*Task brief*.
Go through the records line by line and work out how many lines hold the word "tunedModels". Answer with the number only.

*Information shown*.
* * * *
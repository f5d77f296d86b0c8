use std::env;
use std::fmt;
use std::pin::Pin;
use std::time::{Duration, Instant};

use futures::Stream;
use reqwest::header::{HeaderMap, HeaderValue};
use reqwest::{Client as ReqwestClient, Response, header};
use serde::Deserialize;
use url::Url;

use crate::error::{Error, Result};
use crate::observability::{CLIENT_REQUEST_DURATION, CLIENT_REQUEST_ERRORS, CLIENT_REQUESTS};
use crate::sse::{ErrorDetail, process_sse};
use crate::types::{GenerateContentRequest, GenerateContentResponse, Model};

const DEFAULT_API_URL: &str = "https://generativelanguage.googleapis.com/v1beta/";

/// The environment variable the API key is read from.
pub const API_KEY_VARIABLE: &str = "GOOGLE_API_KEY";

/// A boxed stream of response chunks for a single request.
pub type ResponseStream = Pin<Box<dyn Stream<Item = Result<GenerateContentResponse>> + Send>>;

/// The remote side of a chat: turns a request into a stream of response chunks.
///
/// [`Gemini`] is the production implementation; the chat session only ever
/// talks to this trait.
#[async_trait::async_trait]
pub trait ChatBackend: Send + Sync {
    /// Open a streaming generation request.
    ///
    /// Returns once the service has accepted the request. Errors that occur
    /// after that point are delivered through the stream.
    async fn stream_generate_content(
        &self,
        model: &Model,
        request: &GenerateContentRequest,
    ) -> Result<ResponseStream>;
}

/// Client for the Gemini API.
#[derive(Clone)]
pub struct Gemini {
    api_key: String,
    client: ReqwestClient,
    base_url: Url,
    timeout: Option<Duration>,
}

impl Gemini {
    /// Create a new Gemini client with the given API key.
    ///
    /// No request timeout is configured.
    pub fn new(api_key: impl Into<String>) -> Result<Self> {
        Self::with_options(Some(api_key.into()), None, None)
    }

    /// Create a new client from the `GOOGLE_API_KEY` environment variable.
    ///
    /// Fails with [`Error::MissingCredential`] if the variable is unset or blank.
    pub fn from_env() -> Result<Self> {
        let api_key = api_key_from(env::var(API_KEY_VARIABLE).ok())?;
        Self::new(api_key)
    }

    /// Create a new client with custom settings.
    ///
    /// A missing `api_key` is read from the environment; a missing `base_url`
    /// targets the public endpoint.
    pub fn with_options(
        api_key: Option<String>,
        base_url: Option<String>,
        timeout: Option<Duration>,
    ) -> Result<Self> {
        let api_key = match api_key {
            Some(key) => api_key_from(Some(key))?,
            None => api_key_from(env::var(API_KEY_VARIABLE).ok())?,
        };

        let base_url = base_url.as_deref().unwrap_or(DEFAULT_API_URL);
        let mut base_url = Url::parse(base_url)?;
        if !base_url.path().ends_with('/') {
            let path = format!("{}/", base_url.path());
            base_url.set_path(&path);
        }

        let mut builder = ReqwestClient::builder();
        if let Some(timeout) = timeout {
            builder = builder.timeout(timeout);
        }
        let client = builder.build().map_err(|e| {
            Error::http_client(
                format!("Failed to build HTTP client: {e}"),
                Some(Box::new(e)),
            )
        })?;

        Ok(Self {
            api_key,
            client,
            base_url,
            timeout,
        })
    }

    /// Returns the base URL requests are sent to.
    pub fn base_url(&self) -> &Url {
        &self.base_url
    }

    /// Create and return default headers for API requests.
    fn default_headers(&self) -> Result<HeaderMap> {
        let mut headers = HeaderMap::new();
        headers.insert(
            header::CONTENT_TYPE,
            HeaderValue::from_static("application/json"),
        );
        headers.insert(
            header::ACCEPT,
            HeaderValue::from_static("text/event-stream"),
        );
        let mut key = HeaderValue::from_str(&self.api_key)
            .map_err(|_| Error::authentication("API key contains invalid characters"))?;
        key.set_sensitive(true);
        headers.insert("x-goog-api-key", key);
        Ok(headers)
    }

    /// The URL of `method` on `model`, e.g. `models/gemini-1.5-pro-latest:streamGenerateContent`.
    fn endpoint(&self, model: &Model, method: &str) -> Result<Url> {
        let model = model.to_string();
        let path = if model.contains('/') {
            format!("{model}:{method}")
        } else {
            format!("models/{model}:{method}")
        };
        Ok(self.base_url.join(&path)?)
    }

    /// Process API response errors and convert to our Error type
    async fn process_error_response(response: Response) -> Error {
        let status_code = response.status().as_u16();

        let retry_after = response
            .headers()
            .get("retry-after")
            .and_then(|val| val.to_str().ok())
            .and_then(|val| val.parse::<u64>().ok());

        #[derive(Deserialize)]
        struct ErrorResponse {
            error: Option<ErrorDetail>,
        }

        let error_body = match response.text().await {
            Ok(body) => body,
            Err(e) => {
                return Error::http_client(
                    format!("Failed to read error response: {e}"),
                    Some(Box::new(e)),
                );
            }
        };

        let detail = serde_json::from_str::<ErrorResponse>(&error_body)
            .ok()
            .and_then(|e| e.error);
        let error_status = detail.as_ref().and_then(|e| e.status.clone());
        let error_message = detail
            .and_then(|e| e.message)
            .unwrap_or_else(|| error_body.clone());

        match status_code {
            400 => Error::bad_request(error_message),
            401 => Error::authentication(error_message),
            403 => Error::permission(error_message),
            404 => Error::not_found(error_message),
            408 => Error::request_timeout(error_message),
            429 => Error::rate_limit(error_message, retry_after),
            500 => Error::internal_server(error_message),
            502..=504 => Error::service_unavailable(status_code, error_message, retry_after),
            _ => Error::api(status_code, error_status, error_message),
        }
    }

    /// Send a request to `streamGenerateContent` and stream the response chunks.
    pub async fn stream(
        &self,
        model: &Model,
        request: &GenerateContentRequest,
    ) -> Result<impl Stream<Item = Result<GenerateContentResponse>> + Send + 'static> {
        let mut url = self.endpoint(model, "streamGenerateContent")?;
        url.query_pairs_mut().append_pair("alt", "sse");

        tracing::debug!(
            %model,
            turns = request.contents.len(),
            "sending streamGenerateContent request"
        );
        CLIENT_REQUESTS.click();
        let start = Instant::now();

        let response = self
            .client
            .post(url)
            .headers(self.default_headers()?)
            .json(request)
            .send()
            .await
            .map_err(|e| {
                CLIENT_REQUEST_ERRORS.click();
                if e.is_timeout() {
                    Error::timeout(
                        format!("Request timed out: {e}"),
                        self.timeout.map(|t| t.as_secs_f64()),
                    )
                } else if e.is_connect() {
                    Error::connection(e.to_string(), Some(Box::new(e)))
                } else {
                    Error::http_client(format!("Request failed: {e}"), Some(Box::new(e)))
                }
            })?;
        CLIENT_REQUEST_DURATION.add(start.elapsed().as_secs_f64());

        if !response.status().is_success() {
            CLIENT_REQUEST_ERRORS.click();
            let err = Self::process_error_response(response).await;
            tracing::debug!(error = %err, "streamGenerateContent rejected");
            return Err(err);
        }

        Ok(process_sse(response.bytes_stream()))
    }
}

#[async_trait::async_trait]
impl ChatBackend for Gemini {
    async fn stream_generate_content(
        &self,
        model: &Model,
        request: &GenerateContentRequest,
    ) -> Result<ResponseStream> {
        let stream = self.stream(model, request).await?;
        Ok(Box::pin(stream))
    }
}

impl fmt::Debug for Gemini {
    fn fmt(&self, f: &mut fmt::Formatter<'_>) -> fmt::Result {
        f.debug_struct("Gemini")
            .field("api_key", &"<redacted>")
            .field("base_url", &self.base_url.as_str())
            .field("timeout", &self.timeout)
            .finish()
    }
}

/// Validate a candidate API key, treating absent and blank keys alike.
fn api_key_from(value: Option<String>) -> Result<String> {
    value
        .map(|key| key.trim().to_string())
        .filter(|key| !key.is_empty())
        .ok_or_else(|| Error::missing_credential(API_KEY_VARIABLE))
}

#[cfg(test)]
mod tests {
    use super::*;
    use crate::types::KnownModel;

    #[test]
    fn client_creation() {
        let client = Gemini::new("test-key").unwrap();
        assert_eq!(client.api_key, "test-key");
        assert_eq!(client.base_url.as_str(), DEFAULT_API_URL);
        assert_eq!(client.timeout, None);

        let client = Gemini::with_options(
            Some("test-key".to_string()),
            Some("http://127.0.0.1:9999/v1beta".to_string()),
            Some(Duration::from_secs(30)),
        )
        .unwrap();
        assert_eq!(client.base_url.as_str(), "http://127.0.0.1:9999/v1beta/");
        assert_eq!(client.timeout, Some(Duration::from_secs(30)));
    }

    #[test]
    fn blank_key_is_missing_credential() {
        assert!(api_key_from(None).unwrap_err().is_missing_credential());
        assert!(
            api_key_from(Some("   ".to_string()))
                .unwrap_err()
                .is_missing_credential()
        );
        assert_eq!(api_key_from(Some(" k ".to_string())).unwrap(), "k");
        assert!(Gemini::new("").unwrap_err().is_missing_credential());
    }

    #[test]
    fn endpoint_for_known_and_tuned_models() {
        let client = Gemini::new("test-key").unwrap();

        let url = client
            .endpoint(
                &Model::Known(KnownModel::Gemini15ProLatest),
                "streamGenerateContent",
            )
            .unwrap();
        assert_eq!(
            url.as_str(),
            "https://generativelanguage.googleapis.com/v1beta/models/gemini-1.5-pro-latest:streamGenerateContent"
        );

        let url = client
            .endpoint(&Model::from("tunedModels/pirate-7"), "streamGenerateContent")
            .unwrap();
        assert_eq!(
            url.as_str(),
            "https://generativelanguage.googleapis.com/v1beta/tunedModels/pirate-7:streamGenerateContent"
        );
    }

    #[tokio::test]
    async fn refused_connection_is_reported_once() {
        let client = Gemini::with_options(
            Some("test-key".to_string()),
            Some("http://127.0.0.1:1/v1beta".to_string()),
            None,
        )
        .unwrap();
        let request = GenerateContentRequest::new(vec![crate::types::Content::user("Hello")]);

        let err = match client.stream(&Model::default(), &request).await {
            Ok(_) => panic!("expected the connection to be refused"),
            Err(err) => err,
        };

        assert!(matches!(err, Error::Connection { .. }), "{err:?}");
        let message = err.to_string();
        assert!(message.starts_with("Connection error: "), "{message}");
        assert_eq!(message.matches("Connection error").count(), 1, "{message}");
    }

    #[test]
    fn debug_redacts_key() {
        let client = Gemini::new("super-secret").unwrap();
        let debug = format!("{client:?}");
        assert!(!debug.contains("super-secret"));
        assert!(debug.contains("<redacted>"));
    }
}
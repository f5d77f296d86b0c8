use biometrics::{Collector, Counter, Moments};

pub(crate) static CLIENT_REQUESTS: Counter = Counter::new("personachat.client.requests");
pub(crate) static CLIENT_REQUEST_ERRORS: Counter =
    Counter::new("personachat.client.request_errors");
pub(crate) static CLIENT_REQUEST_DURATION: Moments =
    Moments::new("personachat.client.request_duration_seconds");

pub(crate) static STREAM_CHUNKS: Counter = Counter::new("personachat.stream.chunks");
pub(crate) static STREAM_ERRORS: Counter = Counter::new("personachat.stream.errors");
pub(crate) static STREAM_BYTES: Counter = Counter::new("personachat.stream.bytes");

pub(crate) static CHAT_TURNS: Counter = Counter::new("personachat.chat.turns");
pub(crate) static CHAT_TURN_ERRORS: Counter = Counter::new("personachat.chat.turn_errors");
pub(crate) static CHAT_EMPTY_REPLIES: Counter = Counter::new("personachat.chat.empty_replies");
pub(crate) static CHAT_FRAGMENTS: Counter = Counter::new("personachat.chat.fragments");
pub(crate) static CHAT_FIRST_FRAGMENT: Moments =
    Moments::new("personachat.chat.first_fragment_seconds");
pub(crate) static CHAT_TURN_DURATION: Moments =
    Moments::new("personachat.chat.turn_duration_seconds");

/// Register this crate's biometrics with the provided collector.
pub fn register_biometrics(collector: &Collector) {
    collector.register_counter(&CLIENT_REQUESTS);
    collector.register_counter(&CLIENT_REQUEST_ERRORS);
    collector.register_moments(&CLIENT_REQUEST_DURATION);

    collector.register_counter(&STREAM_CHUNKS);
    collector.register_counter(&STREAM_ERRORS);
    collector.register_counter(&STREAM_BYTES);

    collector.register_counter(&CHAT_TURNS);
    collector.register_counter(&CHAT_TURN_ERRORS);
    collector.register_counter(&CHAT_EMPTY_REPLIES);
    collector.register_counter(&CHAT_FRAGMENTS);
    collector.register_moments(&CHAT_FIRST_FRAGMENT);
    collector.register_moments(&CHAT_TURN_DURATION);
}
* * * *
*Result*.
2